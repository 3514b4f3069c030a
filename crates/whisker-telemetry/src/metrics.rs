//! Prometheus-backed metrics registry and snapshot helpers.

use std::sync::Arc;

use prometheus::core::Collector;
use prometheus::{Encoder, IntCounter, IntCounterVec, IntGauge, Opts, Registry, TextEncoder};
use serde::Serialize;

use crate::error::{TelemetryError, TelemetryResult};

/// Prometheus-backed metrics registry shared by the engine and the CLI.
#[derive(Clone)]
pub struct Metrics {
    inner: Arc<MetricsInner>,
}

struct MetricsInner {
    registry: Registry,
    status_fetches_total: IntCounterVec,
    seedbox_updates_total: IntCounterVec,
    bursts_started_total: IntCounter,
    race_discards_total: IntCounter,
    countdown_seconds: IntGauge,
}

/// Snapshot of the scalar gauges and counters for health reporting.
#[derive(Debug, Clone, Serialize)]
pub struct MetricsSnapshot {
    /// Seconds remaining until the next scheduled check.
    pub countdown_seconds: i64,
    /// Total fast-polling windows entered.
    pub bursts_started_total: u64,
    /// Total completions dropped because their session epoch was stale.
    pub race_discards_total: u64,
}

impl Metrics {
    /// Construct a new metrics registry with the standard collectors
    /// registered.
    ///
    /// # Errors
    ///
    /// Returns an error if any of the Prometheus collectors cannot be built
    /// or registered.
    pub fn new() -> TelemetryResult<Self> {
        let registry = Registry::new();

        let status_fetches_total = counter_vec(
            "status_fetches_total",
            "Status fetches by outcome",
            &["outcome"],
        )?;
        let seedbox_updates_total = counter_vec(
            "seedbox_updates_total",
            "Seedbox updates by outcome",
            &["outcome"],
        )?;
        let bursts_started_total = counter(
            "bursts_started_total",
            "Fast-polling windows entered near a check deadline",
        )?;
        let race_discards_total = counter(
            "race_discards_total",
            "Completions dropped under a stale session epoch",
        )?;
        let countdown_seconds = gauge(
            "countdown_seconds",
            "Seconds remaining until the next scheduled check",
        )?;

        register(&registry, "status_fetches_total", &status_fetches_total)?;
        register(&registry, "seedbox_updates_total", &seedbox_updates_total)?;
        register(&registry, "bursts_started_total", &bursts_started_total)?;
        register(&registry, "race_discards_total", &race_discards_total)?;
        register(&registry, "countdown_seconds", &countdown_seconds)?;

        Ok(Self {
            inner: Arc::new(MetricsInner {
                registry,
                status_fetches_total,
                seedbox_updates_total,
                bursts_started_total,
                race_discards_total,
                countdown_seconds,
            }),
        })
    }

    /// Increment the fetch counter for the given outcome label.
    pub fn inc_status_fetch(&self, outcome: &str) {
        self.inner
            .status_fetches_total
            .with_label_values(&[outcome])
            .inc();
    }

    /// Increment the seedbox update counter for the given outcome label.
    pub fn inc_seedbox_update(&self, outcome: &str) {
        self.inner
            .seedbox_updates_total
            .with_label_values(&[outcome])
            .inc();
    }

    /// Increment the burst counter.
    pub fn inc_burst_started(&self) {
        self.inner.bursts_started_total.inc();
    }

    /// Increment the stale-completion discard counter.
    pub fn inc_race_discard(&self) {
        self.inner.race_discards_total.inc();
    }

    /// Set the countdown gauge.
    pub fn set_countdown_seconds(&self, seconds: u64) {
        self.inner.countdown_seconds.set(saturating_i64(seconds));
    }

    /// Encode every registered collector in the text exposition format.
    ///
    /// # Errors
    ///
    /// Returns an error when encoding fails or produces invalid UTF-8.
    pub fn render(&self) -> TelemetryResult<String> {
        let mut buffer = Vec::new();
        TextEncoder::new()
            .encode(&self.inner.registry.gather(), &mut buffer)
            .map_err(|source| TelemetryError::Exposition { source })?;
        String::from_utf8(buffer).map_err(|source| TelemetryError::ExpositionUtf8 { source })
    }

    /// Take a point-in-time snapshot of the scalar gauges and counters.
    #[must_use]
    pub fn snapshot(&self) -> MetricsSnapshot {
        MetricsSnapshot {
            countdown_seconds: self.inner.countdown_seconds.get(),
            bursts_started_total: self.inner.bursts_started_total.get(),
            race_discards_total: self.inner.race_discards_total.get(),
        }
    }
}

fn counter(name: &'static str, help: &str) -> TelemetryResult<IntCounter> {
    IntCounter::with_opts(Opts::new(name, help))
        .map_err(|source| TelemetryError::Collector { name, source })
}

fn counter_vec(
    name: &'static str,
    help: &str,
    labels: &[&str],
) -> TelemetryResult<IntCounterVec> {
    IntCounterVec::new(Opts::new(name, help), labels)
        .map_err(|source| TelemetryError::Collector { name, source })
}

fn gauge(name: &'static str, help: &str) -> TelemetryResult<IntGauge> {
    IntGauge::with_opts(Opts::new(name, help))
        .map_err(|source| TelemetryError::Collector { name, source })
}

fn register<C>(registry: &Registry, name: &'static str, collector: &C) -> TelemetryResult<()>
where
    C: Collector + Clone + 'static,
{
    registry
        .register(Box::new(collector.clone()))
        .map_err(|source| TelemetryError::Register { name, source })
}

/// Convert a counter value to a gauge value saturating at `i64::MAX`.
fn saturating_i64(value: u64) -> i64 {
    i64::try_from(value).unwrap_or(i64::MAX)
}

#[cfg(test)]
mod tests {
    use super::*;

    #[test]
    fn saturating_conversion_caps_large_values() {
        assert_eq!(saturating_i64(42), 42);
        assert_eq!(saturating_i64(u64::MAX), i64::MAX);
    }

    #[test]
    fn metrics_snapshot_reflects_updates() -> TelemetryResult<()> {
        let metrics = Metrics::new()?;
        metrics.inc_status_fetch("healthy");
        metrics.inc_status_fetch("failed");
        metrics.inc_seedbox_update("success");
        metrics.inc_burst_started();
        metrics.inc_race_discard();
        metrics.set_countdown_seconds(90);

        let snapshot = metrics.snapshot();
        assert_eq!(snapshot.countdown_seconds, 90);
        assert_eq!(snapshot.bursts_started_total, 1);
        assert_eq!(snapshot.race_discards_total, 1);

        let rendered = metrics.render()?;
        assert!(rendered.contains("status_fetches_total"));
        assert!(rendered.contains("seedbox_updates_total"));
        assert!(rendered.contains("countdown_seconds"));
        Ok(())
    }
}
//! Error types for backend requests.
//!
//! Messages stay constant; context travels in fields so call sites can log
//! once and match on the failure class.

use reqwest::StatusCode;
use thiserror::Error;

/// Result alias for backend client operations.
pub type ClientResult<T> = Result<T, ClientError>;

/// Failure classes for a single backend request.
#[derive(Debug, Error)]
pub enum ClientError {
    /// No HTTP response arrived: connection, DNS, or timeout.
    #[error("status backend unreachable")]
    Transport {
        /// Operation identifier.
        operation: &'static str,
        /// Source HTTP client error.
        source: reqwest::Error,
    },
    /// The backend answered with a non-success status.
    #[error("status backend rejected the request")]
    Backend {
        /// Operation identifier.
        operation: &'static str,
        /// HTTP status returned by the backend.
        status: StatusCode,
        /// Text from the body's `error`/`msg` field, or the status line.
        message: String,
    },
    /// A success response carried a body that could not be decoded.
    #[error("status backend response could not be decoded")]
    InvalidBody {
        /// Operation identifier.
        operation: &'static str,
        /// Source decode error.
        source: reqwest::Error,
    },
    /// The request URL could not be derived from the base URL.
    #[error("invalid request URL")]
    InvalidUrl {
        /// Operation identifier.
        operation: &'static str,
        /// Source URL parse error.
        source: url::ParseError,
    },
    /// The underlying HTTP client could not be constructed.
    #[error("failed to build HTTP client")]
    Build {
        /// Source HTTP client error.
        source: reqwest::Error,
    },
}

impl ClientError {
    pub(crate) const fn transport(operation: &'static str, source: reqwest::Error) -> Self {
        Self::Transport { operation, source }
    }

    pub(crate) const fn backend(
        operation: &'static str,
        status: StatusCode,
        message: String,
    ) -> Self {
        Self::Backend {
            operation,
            status,
            message,
        }
    }

    pub(crate) const fn invalid_body(operation: &'static str, source: reqwest::Error) -> Self {
        Self::InvalidBody { operation, source }
    }

    pub(crate) const fn invalid_url(operation: &'static str, source: url::ParseError) -> Self {
        Self::InvalidUrl { operation, source }
    }

    /// True when the failure happened before any HTTP response arrived.
    #[must_use]
    pub const fn is_transport(&self) -> bool {
        matches!(self, Self::Transport { .. })
    }

    /// Text suitable for surfacing to operators: the backend's own message
    /// for rejections, the fixed description otherwise.
    #[must_use]
    pub fn display_message(&self) -> String {
        match self {
            Self::Backend { message, .. } => message.clone(),
            other => other.to_string(),
        }
    }
}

____________

• [ACTIVITY]
Track down all lines above with the string "could" and copy them.

• [RESULT FOR THIS EXERCISE]
    /// A success response carried a body that could not be decoded.
    #[error("status backend response could not be decoded")]
    /// The request URL could not be derived from the base URL.
    /// The underlying HTTP client could not be constructed.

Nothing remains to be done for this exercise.